:: MATERIAL TO PROCESS ::
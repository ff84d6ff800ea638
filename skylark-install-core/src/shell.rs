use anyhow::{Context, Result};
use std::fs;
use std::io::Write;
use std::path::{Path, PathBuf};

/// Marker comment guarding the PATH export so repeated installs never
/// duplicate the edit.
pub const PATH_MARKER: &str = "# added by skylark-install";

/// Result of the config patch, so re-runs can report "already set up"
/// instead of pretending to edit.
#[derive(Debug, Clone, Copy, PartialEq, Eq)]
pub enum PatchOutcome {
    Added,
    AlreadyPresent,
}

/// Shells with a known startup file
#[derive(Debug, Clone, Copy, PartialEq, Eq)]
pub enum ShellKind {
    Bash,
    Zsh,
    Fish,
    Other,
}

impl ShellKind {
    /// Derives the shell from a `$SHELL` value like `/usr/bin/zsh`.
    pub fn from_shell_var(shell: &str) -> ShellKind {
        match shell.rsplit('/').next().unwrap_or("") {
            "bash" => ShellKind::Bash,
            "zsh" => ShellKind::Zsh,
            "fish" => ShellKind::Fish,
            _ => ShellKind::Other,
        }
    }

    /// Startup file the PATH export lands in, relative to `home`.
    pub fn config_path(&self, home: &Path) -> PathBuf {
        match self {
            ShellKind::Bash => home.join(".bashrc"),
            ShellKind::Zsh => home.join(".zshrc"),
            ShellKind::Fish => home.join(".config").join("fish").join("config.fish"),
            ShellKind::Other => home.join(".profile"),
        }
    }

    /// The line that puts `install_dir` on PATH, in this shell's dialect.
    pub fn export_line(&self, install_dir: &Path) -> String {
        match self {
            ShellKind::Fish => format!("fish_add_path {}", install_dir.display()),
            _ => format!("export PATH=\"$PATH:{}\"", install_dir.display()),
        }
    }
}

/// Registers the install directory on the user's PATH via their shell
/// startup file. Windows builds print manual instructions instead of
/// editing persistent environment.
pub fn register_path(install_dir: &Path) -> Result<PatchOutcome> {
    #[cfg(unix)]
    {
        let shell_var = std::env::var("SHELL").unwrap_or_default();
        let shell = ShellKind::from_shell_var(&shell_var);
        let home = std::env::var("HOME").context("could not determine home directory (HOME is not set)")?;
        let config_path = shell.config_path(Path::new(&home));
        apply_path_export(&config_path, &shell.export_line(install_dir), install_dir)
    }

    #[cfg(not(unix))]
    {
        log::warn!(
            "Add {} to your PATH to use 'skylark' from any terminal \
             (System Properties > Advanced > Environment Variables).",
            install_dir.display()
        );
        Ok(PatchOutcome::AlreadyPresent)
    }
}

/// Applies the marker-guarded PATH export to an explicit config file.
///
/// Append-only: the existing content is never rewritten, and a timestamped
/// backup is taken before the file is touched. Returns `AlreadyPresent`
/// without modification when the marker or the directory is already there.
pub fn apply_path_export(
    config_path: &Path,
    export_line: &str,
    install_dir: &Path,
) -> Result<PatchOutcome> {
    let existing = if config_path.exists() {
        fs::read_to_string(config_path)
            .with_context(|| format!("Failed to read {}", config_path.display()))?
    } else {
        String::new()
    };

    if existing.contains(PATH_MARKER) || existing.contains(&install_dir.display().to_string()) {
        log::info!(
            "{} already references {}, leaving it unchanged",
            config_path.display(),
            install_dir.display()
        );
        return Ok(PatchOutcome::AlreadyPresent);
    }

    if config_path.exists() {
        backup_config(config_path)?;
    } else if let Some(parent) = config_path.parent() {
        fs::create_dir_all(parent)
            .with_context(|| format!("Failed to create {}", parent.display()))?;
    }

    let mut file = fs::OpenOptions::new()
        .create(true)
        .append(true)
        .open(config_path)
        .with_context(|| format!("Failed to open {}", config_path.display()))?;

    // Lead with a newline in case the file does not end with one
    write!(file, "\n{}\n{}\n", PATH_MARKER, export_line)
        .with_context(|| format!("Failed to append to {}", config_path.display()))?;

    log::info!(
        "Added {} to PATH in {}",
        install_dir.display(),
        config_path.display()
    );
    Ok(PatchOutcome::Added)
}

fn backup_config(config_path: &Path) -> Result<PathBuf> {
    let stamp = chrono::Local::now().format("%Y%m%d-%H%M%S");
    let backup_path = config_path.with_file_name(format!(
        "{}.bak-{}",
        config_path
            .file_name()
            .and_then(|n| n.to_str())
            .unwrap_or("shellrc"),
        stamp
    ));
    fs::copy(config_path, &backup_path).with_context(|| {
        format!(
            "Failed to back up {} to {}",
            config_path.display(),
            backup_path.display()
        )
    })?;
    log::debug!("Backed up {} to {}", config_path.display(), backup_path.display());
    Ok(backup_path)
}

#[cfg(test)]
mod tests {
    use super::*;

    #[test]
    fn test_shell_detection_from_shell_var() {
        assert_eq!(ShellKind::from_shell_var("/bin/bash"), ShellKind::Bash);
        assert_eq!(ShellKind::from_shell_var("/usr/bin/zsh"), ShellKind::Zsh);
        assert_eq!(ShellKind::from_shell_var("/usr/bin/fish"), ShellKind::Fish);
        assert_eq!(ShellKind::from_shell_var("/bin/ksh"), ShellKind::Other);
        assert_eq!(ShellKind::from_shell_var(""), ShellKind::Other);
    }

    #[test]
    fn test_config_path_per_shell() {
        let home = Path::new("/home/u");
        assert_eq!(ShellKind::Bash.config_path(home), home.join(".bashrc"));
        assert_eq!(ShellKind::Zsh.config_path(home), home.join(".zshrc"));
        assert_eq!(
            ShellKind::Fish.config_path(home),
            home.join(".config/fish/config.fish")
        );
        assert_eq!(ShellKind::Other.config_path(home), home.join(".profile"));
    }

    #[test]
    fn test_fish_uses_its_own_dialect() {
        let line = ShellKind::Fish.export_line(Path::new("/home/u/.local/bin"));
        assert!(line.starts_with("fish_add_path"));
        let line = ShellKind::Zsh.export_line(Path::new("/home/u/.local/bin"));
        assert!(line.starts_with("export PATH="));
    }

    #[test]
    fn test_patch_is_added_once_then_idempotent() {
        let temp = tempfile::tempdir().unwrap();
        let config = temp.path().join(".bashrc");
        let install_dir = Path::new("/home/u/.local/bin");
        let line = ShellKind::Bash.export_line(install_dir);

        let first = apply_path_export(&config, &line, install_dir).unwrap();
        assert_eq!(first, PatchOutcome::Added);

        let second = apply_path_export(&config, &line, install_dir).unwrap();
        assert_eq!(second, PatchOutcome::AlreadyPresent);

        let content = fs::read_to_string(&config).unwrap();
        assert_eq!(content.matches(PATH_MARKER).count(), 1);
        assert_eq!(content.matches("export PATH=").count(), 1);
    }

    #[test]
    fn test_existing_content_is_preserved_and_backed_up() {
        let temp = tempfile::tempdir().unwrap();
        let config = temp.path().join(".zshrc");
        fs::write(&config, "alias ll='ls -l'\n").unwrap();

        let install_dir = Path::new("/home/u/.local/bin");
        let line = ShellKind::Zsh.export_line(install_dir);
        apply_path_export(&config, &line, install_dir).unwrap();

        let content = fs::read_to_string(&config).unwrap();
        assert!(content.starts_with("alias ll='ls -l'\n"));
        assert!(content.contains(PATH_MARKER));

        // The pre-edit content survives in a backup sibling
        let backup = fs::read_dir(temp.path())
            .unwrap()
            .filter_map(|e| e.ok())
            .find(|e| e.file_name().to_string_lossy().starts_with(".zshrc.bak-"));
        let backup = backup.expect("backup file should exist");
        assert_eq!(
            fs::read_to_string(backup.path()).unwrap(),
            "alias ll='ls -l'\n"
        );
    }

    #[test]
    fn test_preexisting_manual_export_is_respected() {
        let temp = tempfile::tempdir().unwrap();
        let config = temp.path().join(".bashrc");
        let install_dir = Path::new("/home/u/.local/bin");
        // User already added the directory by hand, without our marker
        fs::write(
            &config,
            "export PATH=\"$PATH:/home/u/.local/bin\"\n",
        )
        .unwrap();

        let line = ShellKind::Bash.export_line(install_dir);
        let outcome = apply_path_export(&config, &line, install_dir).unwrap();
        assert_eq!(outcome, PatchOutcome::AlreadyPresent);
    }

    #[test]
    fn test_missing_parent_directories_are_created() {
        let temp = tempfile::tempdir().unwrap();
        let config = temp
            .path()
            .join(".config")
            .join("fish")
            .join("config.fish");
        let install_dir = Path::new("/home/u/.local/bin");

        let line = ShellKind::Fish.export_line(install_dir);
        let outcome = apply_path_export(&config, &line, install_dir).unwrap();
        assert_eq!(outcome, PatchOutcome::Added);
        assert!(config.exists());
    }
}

:: EXERCISE DESCRIPTION ::
Find the lines of the listing above that hold "alias". Please copy them.

:: RESULT FOR THIS EXERCISE ::
        fs::write(&config, "alias ll='ls -l'\n").unwrap();
        assert!(content.starts_with("alias ll='ls -l'\n"));
            "alias ll='ls -l'\n"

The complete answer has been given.